Prosta metoda niszczy niebezpieczne „na zawsze chemikalia”, czyniąc wodę bezpieczną

Prosta metoda niszczy niebezpieczne „na zawsze chemikalia”, czyniąc wodę bezpieczną

Jeśli rozpaczasz z powodu ostatnich doniesień, że źródła wody na Ziemi zostały całkowicie zaatakowane przez niebezpieczne chemikalia wytwarzane przez człowieka, zwane PFAS, które mogą przetrwać tysiące lat, czyniąc nawet wodę deszczową niebezpieczną do picia, to jest miejsce dobrej wiadomości.

Chemicy z UCLA i Northwestern University opracowali prosty sposób na rozbicie prawie tuzina rodzajów tych prawie niezniszczalnych „wiecznych chemikaliów” w stosunkowo niskich temperaturach, bez szkodliwych produktów ubocznych.

W artykule opublikowanym dzisiaj w czasopiśmie Science naukowcy wykazali, że w wodzie ogrzanej do zaledwie 176 do 248 stopni Fahrenheita, powszechne, niedrogie rozpuszczalniki i odczynniki zerwały wiązania molekularne w PFAS, które należą do najsilniejszych znanych i zapoczątkowały reakcję chemiczną, która „stopniowo gryzła molekułę, aż zniknęła, powiedział wybitny profesor UCLA i współautor korespondent Kendall Houk.

Prosta technologia, stosunkowo niskie temperatury i brak szkodliwych produktów ubocznych oznaczają, że nie ma ograniczeń co do ilości wody, którą można przetworzyć na raz, dodał Houk.
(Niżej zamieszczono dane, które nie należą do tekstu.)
//! Git checks: `git.push` and `git.commit`.
//!
//! Both only parse the command line and ask the shared [`GitRunner`] about
//! repository state; neither ever changes the repository. When git cannot
//! answer (not a repository, git missing) the check falls back to what the
//! command line alone says.

use async_trait::async_trait;
use std::sync::Arc;
use toolwarden_config::GitValidatorConfig;
use toolwarden_core::{
    CallContext, Category, EventContext, EventType, Predicate, ToolType, ValidationResult,
    Validator, ValidatorError, git_invocation,
};
use tracing::debug;

use crate::git_runner::{GitError, GitRunner};

pub const GIT_PUSH_VALIDATOR_NAME: &str = "git.push";
pub const GIT_COMMIT_VALIDATOR_NAME: &str = "git.commit";

fn git_predicate(subcommand: &str) -> Predicate {
    Predicate::event_type_is(EventType::PreToolUse)
        .and(Predicate::tool_type_is(ToolType::Bash))
        .and(Predicate::git_subcommand_is(subcommand))
}

/// Deadline and cancellation end the check; anything else means "git can't tell us".
fn tolerate<T>(name: &str, result: Result<T, GitError>) -> Result<Option<T>, ValidatorError> {
    match result {
        Ok(value) => Ok(Some(value)),
        Err(GitError::Aborted(e)) => Err(ValidatorError::from_call(name, e)),
        Err(e) => {
            debug!(validator = %name, error = %e, "git unavailable");
            Ok(None)
        }
    }
}

// ── git push ───────────────────────────────────────────────────────

#[derive(Debug, Default, PartialEq, Eq)]
struct PushArgs {
    force: bool,
    remote: Option<String>,
    /// Destination branches named by refspecs.
    branches: Vec<String>,
}

fn parse_push(args: &[&str]) -> PushArgs {
    let mut parsed = PushArgs::default();
    let mut positionals = Vec::new();
    for arg in args {
        match *arg {
            "--force" | "--force-with-lease" | "--force-if-includes" => parsed.force = true,
            a if a.starts_with("--force-with-lease=") => parsed.force = true,
            a if a.starts_with("--") => {}
            a if a.starts_with('-') => {
                if a[1..].contains('f') {
                    parsed.force = true;
                }
            }
            a => positionals.push(a),
        }
    }

    let mut positionals = positionals.into_iter();
    parsed.remote = positionals.next().map(str::to_string);
    for refspec in positionals {
        if let Some(rest) = refspec.strip_prefix('+') {
            parsed.force = true;
            parsed.branches.push(destination(rest));
        } else {
            parsed.branches.push(destination(refspec));
        }
    }
    parsed
}

/// `src:dst` → `dst`, `refs/heads/x` → `x`, `HEAD:x` → `x`.
fn destination(refspec: &str) -> String {
    let dst = refspec.rsplit_once(':').map_or(refspec, |(_, d)| d);
    dst.trim_start_matches("refs/heads/").to_string()
}

pub struct GitPushValidator {
    protected: Vec<String>,
    git: Arc<dyn GitRunner>,
}

impl GitPushValidator {
    pub fn new(config: &GitValidatorConfig, git: Arc<dyn GitRunner>) -> Self {
        Self {
            protected: config.protected_branches.clone(),
            git,
        }
    }

    pub fn predicate() -> Predicate {
        git_predicate("push")
    }

    fn is_protected(&self, branch: &str) -> bool {
        self.protected.iter().any(|p| p == branch)
    }
}

#[async_trait]
impl Validator for GitPushValidator {
    fn name(&self) -> &str {
        GIT_PUSH_VALIDATOR_NAME
    }

    fn category(&self) -> Category {
        Category::Git
    }

    async fn validate(
        &self,
        cx: &CallContext,
        event: &EventContext,
    ) -> Result<ValidationResult, ValidatorError> {
        let Some(("push", args)) = event.command().and_then(git_invocation) else {
            return Ok(ValidationResult::pass());
        };
        let push = parse_push(&args);

        if let Some(remote) = &push.remote
            && let Some(remotes) = tolerate(self.name(), self.git.remotes(cx).await)?
            && !remotes.is_empty()
            && !remotes.contains(remote)
        {
            return Ok(ValidationResult::block(format!(
                "Remote '{remote}' does not exist (known remotes: {})",
                remotes.join(", ")
            ))
            .with_fix_hint("Check the remote name with `git remote -v`"));
        }

        let branches = if push.branches.is_empty() {
            tolerate(self.name(), self.git.current_branch(cx).await)?
                .flatten()
                .into_iter()
                .collect()
        } else {
            push.branches
        };

        let Some(branch) = branches.iter().find(|b| self.is_protected(b)) else {
            return Ok(ValidationResult::pass());
        };

        if push.force {
            return Ok(ValidationResult::block(format!(
                "Force push to protected branch '{branch}' is not allowed"
            ))
            .with_fix_hint("Push to a feature branch and open a pull request")
            .with_detail("branch", branch.clone()));
        }

        Ok(ValidationResult::warn(format!(
            "Pushing directly to protected branch '{branch}'"
        ))
        .with_fix_hint("Consider pushing to a feature branch and opening a pull request")
        .with_detail("branch", branch.clone()))
    }
}

// ── git commit ─────────────────────────────────────────────────────

/// Flags that stage files as part of the commit itself.
fn stages_during_commit(args: &[&str]) -> bool {
    args.iter().any(|a| {
        matches!(*a, "--all" | "--amend" | "--include" | "--only" | "--allow-empty")
            || (a.starts_with('-') && !a.starts_with("--") && (a.contains('a') || a.contains('i')))
    })
}

pub struct GitCommitValidator {
    git: Arc<dyn GitRunner>,
}

impl GitCommitValidator {
    pub fn new(git: Arc<dyn GitRunner>) -> Self {
        Self { git }
    }

    pub fn predicate() -> Predicate {
        git_predicate("commit")
    }
}

#[async_trait]
impl Validator for GitCommitValidator {
    fn name(&self) -> &str {
        GIT_COMMIT_VALIDATOR_NAME
    }

    fn category(&self) -> Category {
        Category::Git
    }

    async fn validate(
        &self,
        cx: &CallContext,
        event: &EventContext,
    ) -> Result<ValidationResult, ValidatorError> {
        let Some(("commit", args)) = event.command().and_then(git_invocation) else {
            return Ok(ValidationResult::pass());
        };

        if args.iter().any(|a| *a == "--no-verify" || *a == "-n") {
            return Ok(ValidationResult::block(
                "Skipping commit hooks with --no-verify is not allowed",
            )
            .with_fix_hint("Fix the hook failures instead of bypassing them"));
        }

        // Paths after `--` or with -a/--amend the commit stages its own content.
        if stages_during_commit(&args) || args.contains(&"--") {
            return Ok(ValidationResult::pass());
        }

        match tolerate(self.name(), self.git.has_staged_changes(cx).await)? {
            Some(false) => Ok(ValidationResult::warn(
                "Nothing is staged; this commit will fail or be empty",
            )
            .with_fix_hint("Stage changes with `git add` first")),
            _ => Ok(ValidationResult::pass()),
        }
    }
}
//! Adapter exposing the rule engine as a [`Validator`].

use async_trait::async_trait;
use std::sync::Arc;
use toolwarden_core::{
    CallContext, Category, EventContext, Predicate, ValidationResult, Validator, ValidatorError,
    aggregate,
};

use crate::engine::RuleEngine;
use crate::model::{ActionType, Rule};

pub const RULES_VALIDATOR_NAME: &str = "rules";

/// Runs the rule engine and converts matching rules into one result.
///
/// An `allow` match is a pass; it does not override other validators.
pub struct RuleValidator {
    engine: Arc<RuleEngine>,
}

impl RuleValidator {
    pub fn new(engine: Arc<RuleEngine>) -> Self {
        Self { engine }
    }

    pub fn engine(&self) -> &RuleEngine {
        &self.engine
    }

    /// Applies whenever at least one rule is enabled.
    pub fn predicate(&self) -> Predicate {
        if self.engine.active_count() == 0 {
            Predicate::never()
        } else {
            Predicate::always()
        }
    }
}

fn rule_result(rule: &Rule) -> ValidationResult {
    let action = &rule.action;
    let result = match action.action_type {
        ActionType::Block => ValidationResult::block(&action.message),
        ActionType::Warn => ValidationResult::warn(&action.message),
        ActionType::Allow => ValidationResult::pass_with_message(&action.message),
    };
    let result = result.with_detail("rule", &rule.name);
    match &action.reference {
        Some(reference) => result.with_reference(reference),
        None => result,
    }
}

#[async_trait]
impl Validator for RuleValidator {
    fn name(&self) -> &str {
        RULES_VALIDATOR_NAME
    }

    fn category(&self) -> Category {
        Category::Cpu
    }

    async fn validate(
        &self,
        cx: &CallContext,
        event: &EventContext,
    ) -> Result<ValidationResult, ValidatorError> {
        cx.check()
            .map_err(|e| ValidatorError::from_call(RULES_VALIDATOR_NAME, e))?;

        let matched = self.engine.evaluate_all(event);
        match matched.as_slice() {
            [] => Ok(ValidationResult::pass()),
            [rule] => Ok(rule_result(rule)),
            rules => {
                let verdict = aggregate(
                    rules
                        .iter()
                        .map(|rule| (rule.name.clone(), rule_result(rule))),
                );
                Ok(verdict.result)
            }
        }
    }
}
Technologia może ostatecznie ułatwić oczyszczalni ścieków usuwanie PFAS z wody pitnej.

Substancje per- i polifluoroalkilowe – w skrócie PFAS – to klasa około 12 000 syntetycznych chemikaliów, które były używane od lat 40. XX wieku w naczyniach nieprzywierających, wodoodpornych makijażach, szamponach, elektronice, opakowaniach żywności i niezliczonych innych produktach. Zawierają wiązanie między atomami węgla i fluoru, którego nic w naturze nie może zerwać.

Kiedy te chemikalia przedostają się do środowiska podczas produkcji lub codziennego użytkowania produktów, stają się częścią obiegu wody na Ziemi. W ciągu ostatnich 70 lat PFAS zanieczyściły praktycznie każdą kroplę wody na planecie, a ich silne wiązanie węgiel-fluor pozwala im przejść przez większość systemów uzdatniania wody całkowicie bez szwanku. Mogą z czasem gromadzić się w tkankach ludzi i zwierząt i powodować szkody w sposób, który naukowcy dopiero zaczynają rozumieć. Na przykład niektóre nowotwory i choroby tarczycy są związane z PFAS.

Z tych powodów znalezienie sposobów na usunięcie PFAS z wody stało się szczególnie pilne. Naukowcy eksperymentują z wieloma technologiami remediacji, ale większość z nich wymaga ekstremalnie wysokich temperatur, specjalnych chemikaliów lub światła ultrafioletowego i czasami wytwarza produkty uboczne, które również są szkodliwe i wymagają dodatkowych kroków w celu usunięcia.

Prowadzenie PFAS na gilotynę

Profesor chemii z Northwestern William Dichtel i doktorantka Brittany Trang zauważyli, że chociaż cząsteczki PFAS zawierają długi „ogon” upartych wiązań węgiel-fluor, ich grupa „głowa” często zawiera naładowane atomy tlenu, które silnie reagują z innymi cząsteczkami. Zespół Dichtela zbudował chemiczną gilotynę, ogrzewając PFAS w wodzie z dimetylosulfotlenkiem, znanym również jako DMSO i wodorotlenkiem sodu lub ługiem, który odciął głowę i pozostawił odsłonięty, reaktywny ogon.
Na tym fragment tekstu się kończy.